L’ombre illuminée de la vie, Américo l’a cherchée partout, dans le passage des jours, dans les amitiés qu’il semait, dans les combats qu’il épousa, dans les livres qu’il dévorait, dans les films qu’il voyait, dans cette constante affirmation que l’esprit d’utopie devait être sans cesse cultivé. Sur ce plan, comme sur beaucoup d’autres, il était radicalement du côté de Miguel Abensour, un autre de ses amis, qui voyait dans l’utopie la forme même de la politique et le lieu par excellence de l’émancipation. Une utopie qui fasse lien indissoluble avec la démocratie la plus directe comme seule possibilité de rompre avec la malédiction du pouvoir lorsqu’il est celui qu’exerce un homme sur un autre homme, et non pas la puissance de l’agir en commun de ceux d’en bas. Penser l’utopie, pour Abensour comme pour Américo, c’était d’emblée considérer comme juste, possible et souhaitable la possibilité d’une politique qui se manifeste par le refus pur et simple de toute domination. Le contraire d’un totalitarisme, donc, comme le susurraient tous les furétistes d’un temps funeste où, convertis au néo-libéralisme, les ex-staliniens qu’ils avaient souvent été se refaisaient une virginité universitaire dans le dépassement du même.
Le samedi 20 janvier dernier, en fin de matinée, j’ai entendu pour la dernière fois la voix d’Américo. Elle était à la fois faible et combative. Nous avons parlé de l’état d’avancement du travail sur son dernier manuscrit et convenu d’un calendrier. Pourtant, j’ai senti en moi comme un malaise que confirma cette phrase murmurée, la dernière que j’entendrai de lui : « Je suis rassuré de savoir que les choses avancent. » Il est sûr qu’il ne pouvait pas douter des engagements que j’avais pris à son égard, ni que je les tiendrai. Parce que je le lui dois. Alors j’ai pensé à cette phrase de Beckett : « Il faut dire les mots tant qu’il y en a, il faut les dire, jusqu’à ce qu’ils me trouvent, jusqu’à ce qu’ils me disent, étrange peine, étrange fuite, il faut continuer. »

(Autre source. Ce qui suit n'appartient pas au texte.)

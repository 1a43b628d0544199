pub mod cli;
pub mod completion;
pub mod config;
pub mod logging;
pub mod model;
pub mod providers;
pub mod sanitize;
pub mod session;
pub mod transcript;

use anyhow::{Context, Result};
use clap::Parser;
use reqwest::Client;
use std::io;
use std::process::ExitCode;
use std::time::Duration;
use tracing::{debug, info};

use cli::Cli;
use completion::OpenAiCompletion;
use config::Config;
use session::{run_oneshot, run_repl};
use transcript::Transcript;

pub async fn run() -> Result<ExitCode> {
    let cli = Cli::parse();
    dotenvy::dotenv().ok();
    let _log_guard = logging::init();

    let cfg = Config::from_env();
    info!(
        base_url = %cfg.base_url,
        model = %cfg.model,
        timeout_secs = cfg.timeout_secs,
        api_key_present = cfg.api_key.is_some(),
        "loaded runtime configuration"
    );

    let client = Client::builder()
        .timeout(Duration::from_secs(cfg.timeout_secs))
        .build()
        .context("Failed to initialize HTTP client")?;
    let invoker = OpenAiCompletion::new(&client, &cfg);

    let mut stdout = io::stdout().lock();
    let mut stderr = io::stderr().lock();

    match cli.oneshot_message() {
        None => {
            let mut transcript = Transcript::new();
            run_repl(
                io::stdin().lock(),
                &mut stdout,
                &mut stderr,
                &invoker,
                &mut transcript,
            )
            .await?;
            Ok(ExitCode::SUCCESS)
        }
        Some(message) => {
            let ignored = cli.ignored_arg_count();
            if ignored > 0 {
                debug!(ignored, "extra arguments ignored in oneshot mode");
            }
            let status = run_oneshot(&message, &mut stdout, &mut stderr, &invoker).await?;
            Ok(status.exit_code())
        }
    }
}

Le potlatch, c’est la restitution d’un privilège. L’ami est mort rassuré, j’espère, à peine quelques heures après.
¡ Salud, compañero !
Freddy GOMEZ
[1] Américo Nunes, Ricardo Flores Magón : une utopie libertaire dans les Révolutions du Mexique, Ab irato, 2019. On peut se reporter à ma recension de cet ouvrage : « Ricardo Flores Magón, le rêveur en éveil ».